The Quixote's presence is pervasive: we are impregnated by it, in Spain and out. So pervasive that it contains us, as the critic Harold Bloom wrote in his introduction to Edith Grossman's marvellous new English translation (2004) – “it so contains us that, as with Shakespeare, we cannot get out of it”. So pervasive that we tend to believe we are kith to the knight – the English seem to feel especial sympathy for follies committed in the name of loyalty to an outmoded code of conduct.
And so pervasive that those who claim a part of Cervantes himself are beyond number. His birthplace may have been the medieval university town of Alcalá de Henares – or was it the smaller, dustier Alcázar de San Juan, where I read the beautifully bound and dog-eared parish record for 1558, one of a handful which had not been burnt in the Civil War, on a page of which a secretary of Philip III had scribbled in the margin “this was the baptism of Miguel, who later became the author of Don Quixote”? At Argamasilla de Alba, in the middle of La Mancha, is the prison cell where Cervantes is supposed to have begun composing the first chapters – unless it was in two other possible places; and when he died in 1616, he may have been buried in the Convent of the Holy Trinity in Madrid – though if you ask the priest, he will tell you he is not there. And so on.

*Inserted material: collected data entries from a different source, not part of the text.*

//! Core types for media-dl

use serde::{Deserialize, Serialize};

/// Credentials for one catalog storefront
///
/// Loaded once by the host from configuration; the pipeline only borrows it.
#[derive(Clone, Debug, PartialEq, Eq, Serialize, Deserialize)]
pub struct Account {
    /// Stable identifier, unique within the configured account list
    pub id: String,

    /// Display name used in status rows and warnings
    pub name: String,

    /// Storefront (region) code, e.g. "us" or "jp"
    pub storefront: String,

    /// Bearer-style token for catalog requests
    pub authorization_token: String,

    /// Long-lived session token enabling protected-content access
    #[serde(default)]
    pub media_user_token: Option<String>,

    /// `host:port` of a device that hands out manifest URLs out of band
    #[serde(default)]
    pub device_endpoint: Option<String>,
}

impl Account {
    /// Whether this account can fetch protected content (legacy streams, music videos)
    pub fn has_media_token(&self) -> bool {
        self.media_user_token
            .as_deref()
            .is_some_and(|token| !token.trim().is_empty())
    }

    /// Uppercased storefront, as shown in progress rows
    pub fn region_label(&self) -> String {
        self.storefront.to_uppercase()
    }
}

/// Content rating of an item or collection
#[derive(Clone, Copy, Debug, Default, PartialEq, Eq, Serialize, Deserialize)]
#[serde(rename_all = "lowercase")]
pub enum ContentRating {
    /// No rating supplied
    #[default]
    None,
    /// Explicit lyrics
    Explicit,
    /// Edited version of an explicit release
    Clean,
}

/// Media type of an item
#[derive(Clone, Copy, Debug, Default, PartialEq, Eq, Serialize, Deserialize)]
#[serde(rename_all = "lowercase")]
pub enum MediaKind {
    /// Audio track
    #[default]
    Song,
    /// Music video
    Video,
}

/// Audio capability flags advertised by the catalog
#[derive(Clone, Copy, Debug, PartialEq, Eq, Hash, Serialize, Deserialize)]
#[serde(rename_all = "kebab-case")]
pub enum AudioTrait {
    /// Lossless above 48 kHz
    HiResLossless,
    /// CD-quality lossless
    Lossless,
    /// Spatial audio
    Atmos,
    /// Spatial audio rendered as object-based mix
    Spatial,
}

/// One downloadable unit inside a collection
#[derive(Clone, Debug, Default, PartialEq, Serialize, Deserialize)]
pub struct Item {
    /// Stable catalog identifier
    pub id: String,
    /// 1-based position within the containing collection
    pub ordinal: usize,
    /// Display name
    pub name: String,
    /// Performing artist
    #[serde(default)]
    pub artist_name: String,
    /// Content rating tag
    #[serde(default)]
    pub content_rating: ContentRating,
    /// Song or video
    #[serde(default)]
    pub kind: MediaKind,
    /// Audio trait flags
    #[serde(default)]
    pub traits: Vec<AudioTrait>,
    /// Disc number within the release
    #[serde(default = "default_one")]
    pub disc_number: u32,
    /// Track number within the disc
    #[serde(default)]
    pub track_number: u32,
    /// Carries the mastered-for-streaming badge
    #[serde(default)]
    pub is_mastered: bool,
}

fn default_one() -> u32 {
    1
}

impl Item {
    /// Whether the catalog advertises `t` for this item
    pub fn has_trait(&self, t: AudioTrait) -> bool {
        self.traits.contains(&t)
    }
}

/// Kind of collection a batch operates on
#[derive(Clone, Copy, Debug, Default, PartialEq, Eq, Hash, Serialize, Deserialize)]
#[serde(rename_all = "kebab-case")]
pub enum CollectionKind {
    /// Album release
    #[default]
    Album,
    /// User or editorial playlist
    Playlist,
    /// Wrapper around a single standalone item (e.g. a music video)
    Single,
}

/// Reference to a collection in the catalog
#[derive(Clone, Debug, PartialEq, Eq, Hash, Serialize, Deserialize)]
pub struct CollectionRef {
    /// Kind of collection
    pub kind: CollectionKind,
    /// Catalog identifier
    pub id: String,
    /// Storefront the collection was requested from
    pub storefront: String,
}

/// An album, playlist or single-item wrapper
#[derive(Clone, Debug, Default, PartialEq, Serialize, Deserialize)]
pub struct Collection {
    /// Catalog identifier
    pub id: String,
    /// Kind of collection
    #[serde(default)]
    pub kind: CollectionKind,
    /// Album or playlist name
    pub name: String,
    /// Album artist, or curator for playlists
    #[serde(default)]
    pub artist_name: String,
    /// Catalog id of the album artist
    #[serde(default)]
    pub artist_id: Option<String>,
    /// Release date, `YYYY-MM-DD`
    #[serde(default)]
    pub release_date: Option<String>,
    /// Universal product code
    #[serde(default)]
    pub upc: Option<String>,
    /// Record label
    #[serde(default)]
    pub record_label: Option<String>,
    /// Copyright notice
    #[serde(default)]
    pub copyright: Option<String>,
    /// Content rating of the release
    #[serde(default)]
    pub content_rating: ContentRating,
    /// Carries the mastered-for-streaming badge
    #[serde(default)]
    pub is_mastered: bool,
    /// Items in catalog order
    #[serde(default)]
    pub items: Vec<Item>,
}

impl Collection {
    /// Number of items in the collection
    pub fn total(&self) -> usize {
        self.items.len()
    }

    /// Look up an item by its 1-based ordinal
    pub fn item(&self, ordinal: usize) -> Option<&Item> {
        self.items.iter().find(|item| item.ordinal == ordinal)
    }
}

/// Severity tag driving a status row's color
#[derive(Clone, Copy, Debug, Default, PartialEq, Eq, Serialize, Deserialize)]
#[serde(rename_all = "lowercase")]
pub enum StatusTone {
    /// Not started yet
    #[default]
    Pending,
    /// Transfer or decrypt in progress
    Active,
    /// Informational step (e.g. tagging)
    Notice,
    /// Non-fatal problem, item still running
    Warning,
    /// Item acquired
    Success,
    /// Item was already on disk
    Skipped,
    /// Item failed
    Failed,
}

impl StatusTone {
    /// Terminal tones never change again within a batch
    pub fn is_terminal(self) -> bool {
        matches!(
            self,
            StatusTone::Success | StatusTone::Skipped | StatusTone::Failed
        )
    }
}

/// One row of the live progress table
#[derive(Clone, Debug, PartialEq, Serialize, Deserialize)]
pub struct ItemStatus {
    /// Dense row index (0..n-1)
    pub index: usize,
    /// 1-based ordinal within the collection
    pub ordinal: usize,
    /// Number of items in the collection
    pub total: usize,
    /// Item display name
    pub name: String,
    /// Quality annotation, e.g. "(24bit/96.0kHz)"
    pub quality: String,
    /// Free-text status
    pub status: String,
    /// Severity tag
    pub tone: StatusTone,
}

/// Aggregate outcome counters for one batch pass
#[derive(Clone, Copy, Debug, Default, PartialEq, Eq, Serialize, Deserialize)]
pub struct Counters {
    /// Items that reached a terminal state
    pub total: usize,
    /// Items acquired in this pass
    pub success: usize,
    /// Items that failed on every account
    pub failed: usize,
    /// Non-fatal warnings (account failovers)
    pub warned: usize,
    /// Items skipped because they were already complete
    pub skipped: usize,
}

impl Counters {
    /// Fold another pass's counters into this one
    pub fn absorb(&mut self, other: &Counters) {
        self.total += other.total;
        self.success += other.success;
        self.failed += other.failed;
        self.warned += other.warned;
        self.skipped += other.skipped;
    }

    /// One-line summary shown at the end of a pass
    pub fn summary_line(&self) -> String {
        format!(
            "Completed: {}/{} | Warnings: {} | Errors: {}",
            self.success + self.skipped,
            self.total,
            self.warned,
            self.failed
        )
    }
}

/// Phase a progress event belongs to
#[derive(Clone, Copy, Debug, PartialEq, Eq, Serialize, Deserialize)]
#[serde(rename_all = "lowercase")]
pub enum ProgressStage {
    /// Bytes are being transferred
    Download,
    /// Content is being decrypted
    Decrypt,
}

/// Granular progress reported by the transfer collaborator
#[derive(Clone, Copy, Debug, PartialEq, Serialize, Deserialize)]
pub struct ProgressEvent {
    /// Current phase
    pub stage: ProgressStage,
    /// Completion percentage, 0-100
    pub percentage: u8,
    /// Current throughput
    pub speed_bytes_per_sec: f64,
}

/// Overall quality tier of a batch, used to size the worker pool
#[derive(Clone, Copy, Debug, PartialEq, Eq, Serialize, Deserialize)]
#[serde(rename_all = "kebab-case")]
pub enum QualityTier {
    /// At least one selected item is Hi-Res lossless
    HiRes,
    /// At least one selected item is lossless
    Lossless,
    /// Compressed only
    Compressed,
}

impl QualityTier {
    /// Scan the selected items; the first Hi-Res item short-circuits
    pub fn for_items<'a>(items: impl IntoIterator<Item = &'a Item>) -> Self {
        let mut tier = QualityTier::Compressed;
        for item in items {
            if item.has_trait(AudioTrait::HiResLossless) {
                return QualityTier::HiRes;
            }
            if item.has_trait(AudioTrait::Lossless) {
                tier = QualityTier::Lossless;
            }
        }
        tier
    }
}

/// Audio stream family requested for a batch
#[derive(Clone, Copy, Debug, Default, PartialEq, Eq, Serialize, Deserialize)]
#[serde(rename_all = "lowercase")]
pub enum AudioMode {
    /// Lossless ALAC, capped by sample rate
    #[default]
    Alac,
    /// Spatial audio, capped by bitrate
    Atmos,
    /// Compressed stereo of a configured group type
    Aac,
}

impl AudioMode {
    /// Codec label used in folder and file templates
    pub fn codec_label(self) -> &'static str {
        match self {
            AudioMode::Alac => "ALAC",
            AudioMode::Atmos => "ATMOS",
            AudioMode::Aac => "AAC",
        }
    }
}

/// Outcome of one batch pass
#[derive(Clone, Debug, Default, PartialEq, Serialize, Deserialize)]
pub struct BatchReport {
    /// Collection the batch ran against
    pub collection_id: String,
    /// Final counters
    pub counters: Counters,
    /// Ordinals that failed on every account
    pub failed_ordinals: Vec<usize>,
}

impl BatchReport {
    /// Whether every dispatched item succeeded or was already present
    pub fn is_clean(&self) -> bool {
        self.counters.failed == 0
    }
}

What is certain is that, in literary terms, the Quixote belongs to all its claimants, because, in one guise or another, inviting us to recognise and understand the difference between appearance and reality, it makes the world legible.
Which, surely, is what makes a literature; writing that, in whatever terms you define the world, allows you to read not only the text in front of you, but also what you see when you raise your head from the page.
The books recommended by the New Spanish Books panel this spring accord, I think, with that definition, offering both ambitious readings of the world and a wide definition of it. Wide in its physical and moral geography – there are novels that travel to the far Spanish-speaking world and beyond, and to the frontiers of human behaviour – and in its history: with much still to be said about the Civil War and its aftermath, there are works on four poets of the war and fiction that interrogates the divisions that make, and are made by, all wars. There is a beguiling children's story, a sumptuous tapas cookery book, a rival to Richard Dawkins on religion. And in the background – still audible after four centuries – there is the clop of slow hoofbeats and distant jangle of armour, the sound of voices, one sonorous, hoarse and indignant, the other rational and resigned, in eternal dispute. Quixote rides.